WORK REQUIRED » Print out the entries below with no edits.

EXERCISE MATERIAL »
impl SubscriptionLifecycleManager {
    pub fn new(
        subscriptions: Arc<dyn SubscriptionRepo>,
        attempts: Arc<dyn PaymentAttemptRepo>,
        gateway: Arc<dyn MomoGatewayPort>,
        notifier: Arc<dyn BillingNotifier>,
        max_failures: i32,
        currency: String,
    ) -> Self {
        Self {
            subscriptions,
            attempts,
            gateway,
            notifier,
            max_failures,
            currency,
        }
    }

    /// Checkout intent: raise the first charge, then persist the pending
    /// subscription. The gateway call happens first so a gateway rejection
    /// leaves no local row behind.
    pub async fn create_subscription(
        &self,
        request: &CreateSubscriptionRequest,
    ) -> AppResult<CreatedSubscription> {
        if request.tier.trim().is_empty() {
            return Err(AppError::InvalidInput("tier must not be empty".into()));
        }
        if request.amount_pesewas <= 0 {
            return Err(AppError::InvalidInput("amount must be positive".into()));
        }
        if request.phone.trim().is_empty() {
            return Err(AppError::InvalidPhoneOrNetwork("phone is required".into()));
        }

        if self
            .subscriptions
            .get_live_by_user_and_tier(request.user_id, &request.tier)
            .await?
            .is_some()
        {
            return Err(AppError::InvalidInput(
                "a live subscription already exists for this user and tier".into(),
            ));
        }

        let subscription_id = Uuid::new_v4();
        let charge = ChargeRequest {
            subscription_id,
            user_id: request.user_id,
            tier: request.tier.clone(),
            phone: request.phone.clone(),
            network: request.network,
            amount_pesewas: request.amount_pesewas,
            currency: self.currency.clone(),
        };
        let init = self.gateway.initiate_charge(&charge).await?;

        let subscription = self
            .subscriptions
            .create(&CreateSubscriptionInput {
                id: subscription_id,
                user_id: request.user_id,
                tier: request.tier.clone(),
                phone: request.phone.clone(),
                network: request.network,
                amount_pesewas: request.amount_pesewas,
                billing_period: request.billing_period,
                latest_reference: Some(init.reference.as_str().to_string()),
            })
            .await?;

        tracing::info!(
            subscription_id = %subscription.id,
            user_id = %subscription.user_id,
            tier = %subscription.tier,
            reference = %init.reference,
            "Created pending subscription with initial charge"
        );

        Ok(CreatedSubscription {
            subscription,
            reference: init.reference,
            prompt: init.prompt,
        })
    }

    /// User-initiated cancellation. The gateway mandate teardown is
    /// best-effort; local state always ends up `cancelled`.
    pub async fn cancel(&self, user_id: Uuid, subscription_id: Uuid) -> AppResult<Subscription> {
        let mut subscription = self
            .subscriptions
            .get_by_id(subscription_id)
            .await?
            .filter(|s| s.user_id == user_id)
            .ok_or(AppError::SubscriptionNotFound)?;

        if subscription.status.is_terminal() {
            return Ok(subscription);
        }

        match self.gateway.cancel_mandate(&subscription).await {
            Ok(true) => {}
            Ok(false) => {
                warn!(
                    subscription_id = %subscription_id,
                    "Gateway declined mandate cancellation, cancelling locally anyway"
                );
            }
            Err(e) => {
                warn!(
                    subscription_id = %subscription_id,
                    error = %e,
                    "Mandate cancellation failed, cancelling locally anyway"
                );
            }
        }

        for _ in 0..MAX_COMMIT_ATTEMPTS {
            if subscription.status.is_terminal() {
                return Ok(subscription);
            }
            let update = SubscriptionUpdate {
                status: SubscriptionStatus::Cancelled,
                last_payment_date: None,
                next_payment_date: None,
                failure_count: subscription.failure_count,
                latest_reference: None,
            };
            match self
                .subscriptions
                .update_guarded(subscription_id, subscription.version, &update)
                .await
            {
                Ok(updated) => {
                    tracing::info!(subscription_id = %subscription_id, "Subscription cancelled");
                    return Ok(updated);
                }
                Err(AppError::ConcurrentUpdate) => {
                    subscription = self
                        .subscriptions
                        .get_by_id(subscription_id)
                        .await?
                        .ok_or(AppError::SubscriptionNotFound)?;
                }
                Err(e) => return Err(e),
            }
        }

        Err(AppError::TemporarilyUnavailable)
    }

    /// Apply a verified gateway outcome to a subscription. Idempotent on the
    /// reference and safe under concurrent invocation; version-conflict
    /// losers retry against fresh state so a cancellation that lands
    /// mid-flight wins.
    pub async fn apply_payment_result(
        &self,
        subscription_id: Uuid,
        reference: &ChargeReference,
        outcome: &VerifyOutcome,
        now: DateTime<Utc>,
    ) -> AppResult<AppliedPaymentResult> {
        for _ in 0..MAX_COMMIT_ATTEMPTS {
            let subscription = self
                .subscriptions
                .get_by_id(subscription_id)
                .await?
                .ok_or(AppError::SubscriptionNotFound)?;

            let plan =
                plan_payment_transition(&subscription, outcome.verified, now, self.max_failures);
            let attempt_input = RecordAttemptInput {
                reference: reference.as_str().to_string(),
                subscription_id,
                status: plan.attempt_status,
                gateway_code: outcome.gateway_code.clone(),
                raw_metadata: outcome.raw.clone(),
            };

            let Some(update) = plan.update else {
                // Terminal state: audit-only path.
                let attempt = match self.attempts.insert_if_absent(&attempt_input).await? {
                    AttemptInsert::Inserted(a) => {
                        return Ok(AppliedPaymentResult {
                            subscription,
                            attempt: a,
                            replayed: false,
                        });
                    }
                    AttemptInsert::Existing(a) => a,
                };
                return Ok(AppliedPaymentResult {
                    subscription,
                    attempt,
                    replayed: true,
                });
            };

            match self
                .subscriptions
                .commit_payment_outcome(
                    subscription_id,
                    subscription.version,
                    &update,
                    &attempt_input,
                )
                .await
            {
                Ok(PaymentOutcomeCommit::Applied {
                    subscription: updated,
                    attempt,
                }) => {
                    if let Some(event) = plan.event {
                        // Notification delivery is external; a notifier error
                        // must not fail an already-committed reconciliation.
                        if let Err(e) = self.notifier.notify(event).await {
                            warn!(
                                subscription_id = %subscription_id,
                                error = %e,
                                "Billing event notification failed"
                            );
                        }
                    }
                    return Ok(AppliedPaymentResult {
                        subscription: updated,
                        attempt,
                        replayed: false,
                    });
                }
                Ok(PaymentOutcomeCommit::AlreadyProcessed(attempt)) => {
                    // A concurrent caller won the reference; re-read so the
                    // replayed result reflects the committed state.
                    let current = self
                        .subscriptions
                        .get_by_id(subscription_id)
                        .await?
                        .ok_or(AppError::SubscriptionNotFound)?;
                    return Ok(AppliedPaymentResult {
                        subscription: current,
                        attempt,
                        replayed: true,
                    });
                }
                Err(AppError::ConcurrentUpdate) => continue,
                Err(e) => return Err(e),
            }
        }

        Err(AppError::TemporarilyUnavailable)
    }
}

REPLY »
impl SubscriptionLifecycleManager {
    pub fn new(
        subscriptions: Arc<dyn SubscriptionRepo>,
        attempts: Arc<dyn PaymentAttemptRepo>,
        gateway: Arc<dyn MomoGatewayPort>,
        notifier: Arc<dyn BillingNotifier>,
        max_failures: i32,
        currency: String,
    ) -> Self {
        Self {
            subscriptions,
            attempts,
            gateway,
            notifier,
            max_failures,
            currency,
        }
    }

    /// Checkout intent: raise the first charge, then persist the pending
    /// subscription. The gateway call happens first so a gateway rejection
    /// leaves no local row behind.
    pub async fn create_subscription(
        &self,
        request: &CreateSubscriptionRequest,
    ) -> AppResult<CreatedSubscription> {
        if request.tier.trim().is_empty() {
            return Err(AppError::InvalidInput("tier must not be empty".into()));
        }
        if request.amount_pesewas <= 0 {
            return Err(AppError::InvalidInput("amount must be positive".into()));
        }
        if request.phone.trim().is_empty() {
            return Err(AppError::InvalidPhoneOrNetwork("phone is required".into()));
        }

        if self
            .subscriptions
            .get_live_by_user_and_tier(request.user_id, &request.tier)
            .await?
            .is_some()
        {
            return Err(AppError::InvalidInput(
                "a live subscription already exists for this user and tier".into(),
            ));
        }

        let subscription_id = Uuid::new_v4();
        let charge = ChargeRequest {
            subscription_id,
            user_id: request.user_id,
            tier: request.tier.clone(),
            phone: request.phone.clone(),
            network: request.network,
            amount_pesewas: request.amount_pesewas,
            currency: self.currency.clone(),
        };
        let init = self.gateway.initiate_charge(&charge).await?;

        let subscription = self
            .subscriptions
            .create(&CreateSubscriptionInput {
                id: subscription_id,
                user_id: request.user_id,
                tier: request.tier.clone(),
                phone: request.phone.clone(),
                network: request.network,
                amount_pesewas: request.amount_pesewas,
                billing_period: request.billing_period,
                latest_reference: Some(init.reference.as_str().to_string()),
            })
            .await?;

        tracing::info!(
            subscription_id = %subscription.id,
            user_id = %subscription.user_id,
            tier = %subscription.tier,
            reference = %init.reference,
            "Created pending subscription with initial charge"
        );

        Ok(CreatedSubscription {
            subscription,
            reference: init.reference,
            prompt: init.prompt,
        })
    }

    /// User-initiated cancellation. The gateway mandate teardown is
    /// best-effort; local state always ends up `cancelled`.
    pub async fn cancel(&self, user_id: Uuid, subscription_id: Uuid) -> AppResult<Subscription> {
        let mut subscription = self
            .subscriptions
            .get_by_id(subscription_id)
            .await?
            .filter(|s| s.user_id == user_id)
            .ok_or(AppError::SubscriptionNotFound)?;

        if subscription.status.is_terminal() {
            return Ok(subscription);
        }

        match self.gateway.cancel_mandate(&subscription).await {
            Ok(true) => {}
            Ok(false) => {
                warn!(
                    subscription_id = %subscription_id,
                    "Gateway declined mandate cancellation, cancelling locally anyway"
                );
            }
            Err(e) => {
                warn!(
                    subscription_id = %subscription_id,
                    error = %e,
                    "Mandate cancellation failed, cancelling locally anyway"
                );
            }
        }

        for _ in 0..MAX_COMMIT_ATTEMPTS {
            if subscription.status.is_terminal() {
                return Ok(subscription);
            }
            let update = SubscriptionUpdate {
                status: SubscriptionStatus::Cancelled,
                last_payment_date: None,
                next_payment_date: None,
                failure_count: subscription.failure_count,
                latest_reference: None,
            };
            match self
                .subscriptions
                .update_guarded(subscription_id, subscription.version, &update)
                .await
            {
                Ok(updated) => {
                    tracing::info!(subscription_id = %subscription_id, "Subscription cancelled");
                    return Ok(updated);
                }
                Err(AppError::ConcurrentUpdate) => {
                    subscription = self
                        .subscriptions
                        .get_by_id(subscription_id)
                        .await?
                        .ok_or(AppError::SubscriptionNotFound)?;
                }
                Err(e) => return Err(e),
            }
        }

        Err(AppError::TemporarilyUnavailable)
    }

    /// Apply a verified gateway outcome to a subscription. Idempotent on the
    /// reference and safe under concurrent invocation; version-conflict
    /// losers retry against fresh state so a cancellation that lands
    /// mid-flight wins.
    pub async fn apply_payment_result(
        &self,
        subscription_id: Uuid,
        reference: &ChargeReference,
        outcome: &VerifyOutcome,
        now: DateTime<Utc>,
    ) -> AppResult<AppliedPaymentResult> {
        for _ in 0..MAX_COMMIT_ATTEMPTS {
            let subscription = self
                .subscriptions
                .get_by_id(subscription_id)
                .await?
                .ok_or(AppError::SubscriptionNotFound)?;

            let plan =
                plan_payment_transition(&subscription, outcome.verified, now, self.max_failures);
            let attempt_input = RecordAttemptInput {
                reference: reference.as_str().to_string(),
                subscription_id,
                status: plan.attempt_status,
                gateway_code: outcome.gateway_code.clone(),
                raw_metadata: outcome.raw.clone(),
            };

            let Some(update) = plan.update else {
                // Terminal state: audit-only path.
                let attempt = match self.attempts.insert_if_absent(&attempt_input).await? {
                    AttemptInsert::Inserted(a) => {
                        return Ok(AppliedPaymentResult {
                            subscription,
                            attempt: a,
                            replayed: false,
                        });
                    }
                    AttemptInsert::Existing(a) => a,
                };
                return Ok(AppliedPaymentResult {
                    subscription,
                    attempt,
                    replayed: true,
                });
            };

            match self
                .subscriptions
                .commit_payment_outcome(
                    subscription_id,
                    subscription.version,
                    &update,
                    &attempt_input,
                )
                .await
            {
                Ok(PaymentOutcomeCommit::Applied {
                    subscription: updated,
                    attempt,
                }) => {
                    if let Some(event) = plan.event {
                        // Notification delivery is external; a notifier error
                        // must not fail an already-committed reconciliation.
                        if let Err(e) = self.notifier.notify(event).await {
                            warn!(
                                subscription_id = %subscription_id,
                                error = %e,
                                "Billing event notification failed"
                            );
                        }
                    }
                    return Ok(AppliedPaymentResult {
                        subscription: updated,
                        attempt,
                        replayed: false,
                    });
                }
                Ok(PaymentOutcomeCommit::AlreadyProcessed(attempt)) => {
                    // A concurrent caller won the reference; re-read so the
                    // replayed result reflects the committed state.
                    let current = self
                        .subscriptions
                        .get_by_id(subscription_id)
                        .await?
                        .ok_or(AppError::SubscriptionNotFound)?;
                    return Ok(AppliedPaymentResult {
                        subscription: current,
                        attempt,
                        replayed: true,
                    });
                }
                Err(AppError::ConcurrentUpdate) => continue,
                Err(e) => return Err(e),
            }
        }

        Err(AppError::TemporarilyUnavailable)
    }
}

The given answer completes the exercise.